A Life Cycle Approach to the Mechanism Connecting Health Inequality and Earnings Inequality
María José Prados
No 1145, 2012 Meeting Papers from Society for Economic Dynamics
Abstract:
Understanding the sources of earnings inequality and the consequences of earnings risk is important for policy. This paper incorporates the health aspect to this problem and studies its implications for the US economy, which has not so far been done in the strand of the macroeconomics literature that studies and measures sources of inequality and earnings risk. The premise is that earnings and health are closely intertwined for any individual through an economic mechanism. On the one hand, health care is important from the worker's perspective not only because of the value he assigns to his own health and longevity, but also because of the direct effects that health has over the potential productivity of each individual. On the other hand, health care is a private good, so those with higher earnings can afford more health care if desired, than those with lower earnings. The main result of taking into account the health dimension is that income disparities give rise to health disparities, and at the same time, health outcomes shape potential earnings.

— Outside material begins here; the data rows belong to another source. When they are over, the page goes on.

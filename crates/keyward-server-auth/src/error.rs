// Copyright (c) 2025 Geoffrey Huntley <ghuntley@ghuntley.com>. All rights reserved.
// SPDX-License-Identifier: Proprietary

//! Error model shared by every auth backend.

use crate::storage::StorageError;

/// Replay-ledger rejections.
#[derive(Debug, Clone, PartialEq, Eq, thiserror::Error)]
pub enum ReplayError {
	/// A different client nonce was presented for an identity that may not migrate.
	#[error("nonce mismatch")]
	NonceMismatch,

	/// The identity document is older than the one already recorded.
	#[error("stale identity document")]
	StaleIdentity,

	/// The identity was marked single-use and has already authenticated.
	#[error("reauthentication is disallowed")]
	ReauthDisallowed,

	/// The presented role tag has been revoked.
	#[error("role tag is blacklisted")]
	TagBlacklisted,

	/// Reauthentication is permitted, so a nonce is mandatory.
	#[error("missing nonce")]
	MissingNonce,
}

/// Errors surfaced by backends to the host.
#[derive(Debug, thiserror::Error)]
pub enum AuthError {
	/// Missing or malformed request fields.
	#[error("bad request: {0}")]
	BadRequest(String),

	/// A cryptographic or upstream identity check failed. Carries a short reason.
	#[error("{0}")]
	Verification(String),

	/// The claim does not satisfy a bound attribute of the role.
	#[error("{attribute} does not match the role binding")]
	BindingMismatch { attribute: String },

	#[error(transparent)]
	Replay(#[from] ReplayError),

	/// A role tag could not be parsed or failed HMAC verification.
	#[error("tag verification failed: {0}")]
	InvalidTag(String),

	/// Unknown role, missing whitelist entry or missing trust material.
	#[error("not found: {0}")]
	NotFound(String),

	/// An external API failed.
	#[error("{service} request failed: {message}")]
	Upstream { service: String, message: String },

	/// Concurrent write contention; the caller may retry.
	#[error("conflict: {0}")]
	Conflict(String),

	#[error("internal error: {0}")]
	Internal(String),

	#[error("serialization error: {0}")]
	Serialization(#[from] serde_json::Error),
}

pub type AuthResult<T> = std::result::Result<T, AuthError>;

/// Coarse classification used by the host to pick a status code.
#[derive(Debug, Clone, Copy, PartialEq, Eq)]
pub enum ErrorKind {
	BadRequest,
	Forbidden,
	NotFound,
	Upstream,
	Conflict,
	Internal,
}

impl AuthError {
	pub fn bad_request(message: impl Into<String>) -> Self {
		Self::BadRequest(message.into())
	}

	pub fn verification(reason: impl Into<String>) -> Self {
		Self::Verification(reason.into())
	}

	pub fn binding(attribute: impl Into<String>) -> Self {
		Self::BindingMismatch {
			attribute: attribute.into(),
		}
	}

	pub fn upstream(service: impl Into<String>, message: impl Into<String>) -> Self {
		Self::Upstream {
			service: service.into(),
			message: message.into(),
		}
	}

	pub fn not_found(what: impl Into<String>) -> Self {
		Self::NotFound(what.into())
	}

	pub fn internal(message: impl Into<String>) -> Self {
		Self::Internal(message.into())
	}

	pub fn kind(&self) -> ErrorKind {
		match self {
			Self::BadRequest(_) => ErrorKind::BadRequest,
			Self::Verification(_)
			| Self::BindingMismatch { .. }
			| Self::Replay(_)
			| Self::InvalidTag(_) => ErrorKind::Forbidden,
			Self::NotFound(_) => ErrorKind::NotFound,
			Self::Upstream { .. } => ErrorKind::Upstream,
			Self::Conflict(_) => ErrorKind::Conflict,
			Self::Internal(_) | Self::Serialization(_) => ErrorKind::Internal,
		}
	}

	/// The message shown to the client.
	///
	/// Internal causes are logged here and replaced with a generic failure.
	pub fn user_message(&self) -> String {
		match self {
			Self::Internal(_) | Self::Serialization(_) => {
				tracing::error!(error = %self, "internal error while handling auth request");
				"internal error".to_string()
			}
			Self::InvalidTag(_) => "tag verification failed".to_string(),
			other => other.to_string(),
		}
	}

	pub fn is_replay(&self, expected: &ReplayError) -> bool {
		matches!(self, Self::Replay(e) if e == expected)
	}
}

impl From<StorageError> for AuthError {
	fn from(err: StorageError) -> Self {
		match err {
			StorageError::Conflict(key) => AuthError::Conflict(format!("concurrent write to {key}")),
			StorageError::Backend(message) => AuthError::Internal(format!("storage: {message}")),
		}
	}
}

#[cfg(test)]
mod tests {
	use super::*;

	#[test]
	fn replay_errors_are_forbidden() {
		let err: AuthError = ReplayError::NonceMismatch.into();
		assert_eq!(err.kind(), ErrorKind::Forbidden);
		assert_eq!(err.user_message(), "nonce mismatch");
		assert!(err.is_replay(&ReplayError::NonceMismatch));
	}

	#[test]
	fn internal_errors_are_masked() {
		let err = AuthError::internal("decoder exploded at offset 12");
		assert_eq!(err.user_message(), "internal error");
		assert_eq!(err.kind(), ErrorKind::Internal);
	}

	#[test]
	fn binding_errors_name_the_attribute() {
		let err = AuthError::binding("bound_ami_id");
		assert_eq!(err.user_message(), "bound_ami_id does not match the role binding");
	}

	#[test]
	fn invalid_tag_hides_parse_detail() {
		let err = AuthError::InvalidTag("hmac mismatch".to_string());
		assert_eq!(err.user_message(), "tag verification failed");
	}

	#[test]
	fn storage_conflict_maps_to_conflict() {
		let err: AuthError = StorageError::Conflict("whitelist/identity/i-1".to_string()).into();
		assert_eq!(err.kind(), ErrorKind::Conflict);
	}
}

I build a macroeconomic framework that incorporates these characteristics of health care into a model where workers face risky labor earnings as well as shocks to health, and calibrate it to match moments from US data. This framework will provide insight about the relevance of health as determinant of lifetime earnings risk and persistence of earnings shocks and allow to analyze the effects that different configurations of the health care sector may have on the idiosyncratic productivity risk that workers face through their lifetimes.